One area that is often overlooked in the divorce process is the need to update estate planning. Most people would agree that their ex-spouse is the last person they want to inherit their assets when they die – or to have that person make life and death decisions for them. But that is exactly what can happen – and often does – when these documents are not updated.
Assets that have beneficiary designations (e.g., life insurance policies, employer retirement plans, IRAs, annuities, health savings accounts, investment accounts and some bank accounts) are not controlled by a will or trust. Instead they will be paid directly to the person listed as beneficiary (unless that person is deceased, is a minor, or is incapacitated when the insured dies). Because most married people name their spouse as beneficiary, these should be changed right away.
However, naming the right beneficiary is critical. This is especially true for tax-deferred plans because of possible estate and income tax issues and the potential for long-term tax-deferred growth. Be sure to seek expert assistance before naming a beneficiary on these accounts.

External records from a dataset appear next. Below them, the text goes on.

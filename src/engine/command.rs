//! Slash commands owned by the wager engine.

use crate::domain::{Prediction, WagerError};

const BET_USAGE: &str = "/bet <match> <home|draw|away> <stake>, e.g. /bet 7 home 0.01";
const CLAIM_USAGE: &str = "/claim <match>, e.g. /claim 7";
const REFUND_USAGE: &str = "/claim_refund <match>, e.g. /claim_refund 7";

#[derive(Debug, Clone, PartialEq, Eq)]
pub enum Command {
    Bet {
        match_id: i64,
        prediction: Prediction,
        stake: String,
    },
    Cancel,
    Claim {
        match_id: i64,
    },
    ClaimRefund {
        match_id: i64,
    },
    Sync,
}

impl Command {
    /// `Ok(None)` for text that is not one of our commands (other handlers
    /// own it). Malformed arguments to one of ours are a usage error.
    pub fn parse(text: &str) -> Result<Option<Self>, WagerError> {
        let mut words = text.split_whitespace();
        let Some(head) = words.next() else {
            return Ok(None);
        };
        let name = head.strip_prefix('/').unwrap_or(head);
        // "/bet@wagerline" style mentions
        let name = name.split('@').next().unwrap_or(name).to_ascii_lowercase();
        let args: Vec<&str> = words.collect();

        let command = match name.as_str() {
            "bet" => match args.as_slice() {
                [match_ref, pick, stake] => Command::Bet {
                    match_id: parse_match_ref(match_ref).ok_or(WagerError::Usage(BET_USAGE))?,
                    prediction: pick.parse()?,
                    stake: stake.to_string(),
                },
                _ => return Err(WagerError::Usage(BET_USAGE)),
            },
            "cancel" => Command::Cancel,
            "claim" => Command::Claim {
                match_id: single_match_ref(&args).ok_or(WagerError::Usage(CLAIM_USAGE))?,
            },
            "claim_refund" | "refund" => Command::ClaimRefund {
                match_id: single_match_ref(&args).ok_or(WagerError::Usage(REFUND_USAGE))?,
            },
            "sync" => Command::Sync,
            _ => return Ok(None),
        };
        Ok(Some(command))
    }
}

fn single_match_ref(args: &[&str]) -> Option<i64> {
    match args {
        [match_ref] => parse_match_ref(match_ref),
        _ => None,
    }
}

/// `7` or `#7`.
fn parse_match_ref(raw: &str) -> Option<i64> {
    let digits = raw.strip_prefix('#').unwrap_or(raw);
    if digits.is_empty() || !digits.bytes().all(|b| b.is_ascii_digit()) {
        return None;
    }
    digits.parse().ok()
}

Children and Other Beneficiaries
If you name children as beneficiaries and they are minors when you die, a court guardianship must be established for them until they become age 18–at which time they will receive the entire inheritance. Until then, the other parent (your ex-spouse) could be named by the court to manage the funds. Naming another individual (for example, your parent or sibling) as beneficiary with the understanding they will use the money to care for your children until they are older is also risky. You have no guarantee they will follow your instructions, they may be tempted to use the money for their own needs, and the money would be exposed to their creditors.
Naming a trust as the beneficiary instead and selecting your own trustee (which may still be your parent or sibling) is a much better choice. A trustee can be held liable if he/she misuses the trust assets. An ex-spouse can be prevented from having access to the money, and you can control when your children will inherit. Money that stays in the trust is protected from irresponsible spending, creditors, and even spouses. For all these reasons, a trust is an excellent choice as beneficiary instead of an individual, regardless of his/her age.
Your Will and/or Living Trust
If you do not update your will or trust, your ex-spouse may inherit your assets. And if he/she remarries, the new spouse and his/her children could inherit your assets, leaving your children and family with nothing. If you provide support to your parents or others, be sure to include them in your estate plan.
If you have minor children, you need to name a guardian for them in your will. (Even if you have a living trust, a simple will is required to name a guardian and to direct any forgotten assets into your trust.) Upon the death of one parent, usually the surviving parent will become the sole guardian. But if your ex-spouse has also died, had his/her parental rights terminated, or becomes an unfit parent, the court would have to appoint a guardian and would appreciate knowing your choice.
Powers of Attorney
Most married couples give each other the power to make health care decisions, including those regarding life and death. Financial powers are also usually given to each other so that one can manage the other’s financial affairs without interruption. These are often quite broad, including the ability to buy and sell real estate, open and close financial accounts, change beneficiary designations, collect government benefits, etc. Instead of your ex-spouse, you can name a parent, sibling, close friend or adult child to have these powers and act for you when you cannot.
You Need Professional Guidance and Assistance
You probably need an experienced attorney more now to help you with updating your estate plan than you did when you were married. Don’t procrastinate on this. Make sure you protect yourself, your children and others who depend on you.